- [TASK OBJECTIVE]
Within the records below, how many lines hold the string "common"? State that number and nothing else.

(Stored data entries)
* * * * * * *

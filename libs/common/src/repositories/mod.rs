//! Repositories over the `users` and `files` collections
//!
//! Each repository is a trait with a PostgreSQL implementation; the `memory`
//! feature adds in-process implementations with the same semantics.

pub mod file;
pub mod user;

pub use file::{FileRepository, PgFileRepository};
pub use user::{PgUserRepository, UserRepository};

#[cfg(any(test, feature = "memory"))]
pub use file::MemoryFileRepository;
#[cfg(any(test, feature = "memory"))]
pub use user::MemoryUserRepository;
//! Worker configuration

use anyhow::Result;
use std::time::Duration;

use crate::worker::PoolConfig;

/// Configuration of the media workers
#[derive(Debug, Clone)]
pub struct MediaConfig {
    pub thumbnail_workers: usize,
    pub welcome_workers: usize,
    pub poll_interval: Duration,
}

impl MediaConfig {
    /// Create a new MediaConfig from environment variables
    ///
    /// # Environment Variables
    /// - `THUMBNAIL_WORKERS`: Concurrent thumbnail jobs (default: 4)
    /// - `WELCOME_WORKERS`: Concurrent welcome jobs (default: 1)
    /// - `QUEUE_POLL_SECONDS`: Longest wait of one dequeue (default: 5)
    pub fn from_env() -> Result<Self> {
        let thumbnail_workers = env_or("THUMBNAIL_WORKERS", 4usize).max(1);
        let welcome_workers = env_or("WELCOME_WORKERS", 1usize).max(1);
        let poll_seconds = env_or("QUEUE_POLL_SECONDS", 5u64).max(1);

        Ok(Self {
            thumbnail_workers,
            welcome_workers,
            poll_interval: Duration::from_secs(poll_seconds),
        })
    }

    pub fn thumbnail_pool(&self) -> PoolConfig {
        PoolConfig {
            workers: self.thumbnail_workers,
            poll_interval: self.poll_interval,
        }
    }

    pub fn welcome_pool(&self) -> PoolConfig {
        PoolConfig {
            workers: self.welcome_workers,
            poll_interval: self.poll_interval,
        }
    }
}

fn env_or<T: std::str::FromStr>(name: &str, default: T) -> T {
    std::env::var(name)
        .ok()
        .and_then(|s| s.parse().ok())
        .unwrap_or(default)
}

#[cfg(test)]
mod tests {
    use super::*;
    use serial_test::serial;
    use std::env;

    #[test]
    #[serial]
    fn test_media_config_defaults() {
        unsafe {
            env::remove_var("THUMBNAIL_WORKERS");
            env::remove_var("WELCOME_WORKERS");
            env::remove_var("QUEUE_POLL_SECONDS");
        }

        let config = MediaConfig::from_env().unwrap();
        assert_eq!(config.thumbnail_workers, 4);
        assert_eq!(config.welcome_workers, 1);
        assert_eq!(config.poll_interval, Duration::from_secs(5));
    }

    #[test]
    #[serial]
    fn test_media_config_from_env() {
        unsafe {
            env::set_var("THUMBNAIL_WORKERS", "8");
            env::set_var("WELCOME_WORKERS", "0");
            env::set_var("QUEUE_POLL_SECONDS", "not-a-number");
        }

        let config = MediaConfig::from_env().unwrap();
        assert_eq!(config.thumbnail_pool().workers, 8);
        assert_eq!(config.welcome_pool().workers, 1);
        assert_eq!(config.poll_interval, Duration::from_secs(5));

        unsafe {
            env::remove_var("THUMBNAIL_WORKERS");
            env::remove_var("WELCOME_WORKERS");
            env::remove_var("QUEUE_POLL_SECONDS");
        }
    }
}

* * * * * * *

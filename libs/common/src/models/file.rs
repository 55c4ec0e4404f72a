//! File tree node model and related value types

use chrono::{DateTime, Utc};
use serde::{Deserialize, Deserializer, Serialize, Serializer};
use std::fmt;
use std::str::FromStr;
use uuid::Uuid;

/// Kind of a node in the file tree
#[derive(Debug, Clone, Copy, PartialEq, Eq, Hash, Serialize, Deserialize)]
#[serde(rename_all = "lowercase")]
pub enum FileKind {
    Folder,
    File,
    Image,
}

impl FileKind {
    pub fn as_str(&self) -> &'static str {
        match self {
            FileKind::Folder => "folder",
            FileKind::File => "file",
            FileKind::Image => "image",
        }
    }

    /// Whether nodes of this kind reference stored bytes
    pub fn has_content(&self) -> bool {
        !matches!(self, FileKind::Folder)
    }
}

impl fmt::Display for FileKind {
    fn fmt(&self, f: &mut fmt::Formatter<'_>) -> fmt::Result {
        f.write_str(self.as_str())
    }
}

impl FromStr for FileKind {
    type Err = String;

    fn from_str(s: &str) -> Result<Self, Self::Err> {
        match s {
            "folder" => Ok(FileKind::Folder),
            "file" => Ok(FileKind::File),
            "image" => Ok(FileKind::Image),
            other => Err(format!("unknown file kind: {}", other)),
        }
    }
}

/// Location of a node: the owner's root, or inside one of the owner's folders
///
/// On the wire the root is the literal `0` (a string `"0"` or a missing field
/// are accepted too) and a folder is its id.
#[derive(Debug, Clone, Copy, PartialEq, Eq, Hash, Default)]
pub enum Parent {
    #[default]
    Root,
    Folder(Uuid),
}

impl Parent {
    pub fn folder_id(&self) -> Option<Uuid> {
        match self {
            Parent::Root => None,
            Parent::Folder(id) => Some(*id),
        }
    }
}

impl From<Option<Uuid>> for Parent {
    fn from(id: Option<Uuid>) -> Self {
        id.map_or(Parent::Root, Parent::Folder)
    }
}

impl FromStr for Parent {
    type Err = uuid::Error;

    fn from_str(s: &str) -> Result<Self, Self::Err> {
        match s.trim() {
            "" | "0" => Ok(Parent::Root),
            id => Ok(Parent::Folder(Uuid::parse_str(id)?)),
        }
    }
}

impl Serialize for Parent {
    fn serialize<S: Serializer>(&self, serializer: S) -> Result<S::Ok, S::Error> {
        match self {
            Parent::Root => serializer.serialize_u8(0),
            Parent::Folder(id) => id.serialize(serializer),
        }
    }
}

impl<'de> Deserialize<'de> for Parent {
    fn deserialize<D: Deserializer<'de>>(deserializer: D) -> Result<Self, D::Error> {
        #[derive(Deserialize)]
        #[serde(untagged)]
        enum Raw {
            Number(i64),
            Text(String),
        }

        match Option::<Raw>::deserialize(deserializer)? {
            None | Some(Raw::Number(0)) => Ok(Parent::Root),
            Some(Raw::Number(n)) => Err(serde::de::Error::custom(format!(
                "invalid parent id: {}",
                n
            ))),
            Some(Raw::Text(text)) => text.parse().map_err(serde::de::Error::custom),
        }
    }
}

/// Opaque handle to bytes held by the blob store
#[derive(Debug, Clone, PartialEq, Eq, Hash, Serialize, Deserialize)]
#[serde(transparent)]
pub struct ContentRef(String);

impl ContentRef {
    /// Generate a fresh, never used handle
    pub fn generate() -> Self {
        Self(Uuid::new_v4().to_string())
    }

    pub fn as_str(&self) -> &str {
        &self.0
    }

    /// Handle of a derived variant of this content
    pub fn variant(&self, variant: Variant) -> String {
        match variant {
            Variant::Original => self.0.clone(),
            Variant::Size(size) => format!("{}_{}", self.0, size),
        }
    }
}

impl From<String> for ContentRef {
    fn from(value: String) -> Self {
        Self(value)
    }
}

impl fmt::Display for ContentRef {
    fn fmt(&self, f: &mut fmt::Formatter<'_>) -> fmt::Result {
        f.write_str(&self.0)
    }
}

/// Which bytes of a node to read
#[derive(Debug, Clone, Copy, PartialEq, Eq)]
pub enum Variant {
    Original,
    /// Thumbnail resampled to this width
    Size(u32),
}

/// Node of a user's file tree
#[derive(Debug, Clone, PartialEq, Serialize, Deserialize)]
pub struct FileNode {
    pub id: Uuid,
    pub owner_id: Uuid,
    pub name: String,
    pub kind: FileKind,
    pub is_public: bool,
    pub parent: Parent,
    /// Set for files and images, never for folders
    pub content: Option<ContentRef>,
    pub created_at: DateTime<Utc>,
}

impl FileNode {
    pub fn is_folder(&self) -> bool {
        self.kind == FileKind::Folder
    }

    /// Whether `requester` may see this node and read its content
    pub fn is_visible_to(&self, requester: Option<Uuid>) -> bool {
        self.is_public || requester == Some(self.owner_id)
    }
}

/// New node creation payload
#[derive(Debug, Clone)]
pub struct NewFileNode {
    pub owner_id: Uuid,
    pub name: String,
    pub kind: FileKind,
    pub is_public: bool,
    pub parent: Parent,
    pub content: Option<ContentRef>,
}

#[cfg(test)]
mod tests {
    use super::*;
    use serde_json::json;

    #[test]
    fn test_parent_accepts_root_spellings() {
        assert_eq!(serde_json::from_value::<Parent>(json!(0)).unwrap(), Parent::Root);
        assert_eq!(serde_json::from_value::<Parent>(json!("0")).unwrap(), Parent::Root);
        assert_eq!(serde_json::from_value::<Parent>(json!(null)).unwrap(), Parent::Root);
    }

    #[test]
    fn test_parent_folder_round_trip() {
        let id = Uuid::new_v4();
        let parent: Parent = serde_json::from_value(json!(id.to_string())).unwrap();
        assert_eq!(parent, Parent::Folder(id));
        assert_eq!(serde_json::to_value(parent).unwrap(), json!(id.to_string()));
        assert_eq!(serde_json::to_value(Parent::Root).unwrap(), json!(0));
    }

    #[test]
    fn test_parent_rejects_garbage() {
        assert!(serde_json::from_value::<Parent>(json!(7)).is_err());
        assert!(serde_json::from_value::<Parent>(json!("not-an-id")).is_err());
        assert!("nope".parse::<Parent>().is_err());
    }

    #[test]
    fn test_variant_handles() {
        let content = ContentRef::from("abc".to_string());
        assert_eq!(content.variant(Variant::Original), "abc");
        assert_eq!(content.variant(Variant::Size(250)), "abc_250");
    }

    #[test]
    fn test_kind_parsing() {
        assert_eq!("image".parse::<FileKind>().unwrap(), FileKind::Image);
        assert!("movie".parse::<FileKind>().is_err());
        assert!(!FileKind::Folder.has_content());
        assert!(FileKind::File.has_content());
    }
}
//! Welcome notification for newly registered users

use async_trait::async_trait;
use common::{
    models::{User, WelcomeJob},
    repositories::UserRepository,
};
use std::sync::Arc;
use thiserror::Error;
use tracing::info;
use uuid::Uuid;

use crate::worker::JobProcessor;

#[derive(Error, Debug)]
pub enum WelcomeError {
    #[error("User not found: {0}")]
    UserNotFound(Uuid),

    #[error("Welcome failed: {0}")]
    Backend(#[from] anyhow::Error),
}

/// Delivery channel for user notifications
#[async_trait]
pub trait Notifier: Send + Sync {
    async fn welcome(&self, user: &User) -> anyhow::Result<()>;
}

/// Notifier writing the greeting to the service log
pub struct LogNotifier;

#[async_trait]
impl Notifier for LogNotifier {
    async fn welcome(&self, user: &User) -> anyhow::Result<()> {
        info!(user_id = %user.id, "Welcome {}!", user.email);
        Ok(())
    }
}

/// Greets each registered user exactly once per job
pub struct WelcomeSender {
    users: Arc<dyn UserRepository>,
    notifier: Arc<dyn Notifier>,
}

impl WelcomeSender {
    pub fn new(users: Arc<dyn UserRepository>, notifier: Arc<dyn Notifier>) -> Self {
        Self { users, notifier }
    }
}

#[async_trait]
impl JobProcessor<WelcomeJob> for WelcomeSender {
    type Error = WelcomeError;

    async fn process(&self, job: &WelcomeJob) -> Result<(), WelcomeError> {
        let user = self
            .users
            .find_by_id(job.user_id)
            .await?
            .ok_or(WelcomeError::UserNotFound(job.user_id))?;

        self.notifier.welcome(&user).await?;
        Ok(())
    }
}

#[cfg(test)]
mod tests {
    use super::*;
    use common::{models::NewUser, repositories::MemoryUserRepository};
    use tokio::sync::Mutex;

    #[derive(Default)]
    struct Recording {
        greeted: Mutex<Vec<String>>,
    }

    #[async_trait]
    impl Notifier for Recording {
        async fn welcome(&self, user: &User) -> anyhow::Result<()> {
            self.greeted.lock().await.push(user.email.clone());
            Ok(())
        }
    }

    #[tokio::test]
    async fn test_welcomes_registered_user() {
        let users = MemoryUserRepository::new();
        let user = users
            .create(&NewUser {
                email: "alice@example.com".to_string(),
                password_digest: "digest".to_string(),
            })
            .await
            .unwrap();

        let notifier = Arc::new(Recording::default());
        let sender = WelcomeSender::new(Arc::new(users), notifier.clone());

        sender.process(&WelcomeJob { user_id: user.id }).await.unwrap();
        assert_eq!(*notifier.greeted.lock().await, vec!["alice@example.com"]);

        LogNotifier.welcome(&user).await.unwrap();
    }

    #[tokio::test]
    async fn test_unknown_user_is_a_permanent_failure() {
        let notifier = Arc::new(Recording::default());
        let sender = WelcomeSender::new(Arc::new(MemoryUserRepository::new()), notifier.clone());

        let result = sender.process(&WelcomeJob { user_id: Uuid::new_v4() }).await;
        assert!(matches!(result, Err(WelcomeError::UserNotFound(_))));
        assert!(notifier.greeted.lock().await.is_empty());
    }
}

* * * * * * *

- [ANSWER BOX]
4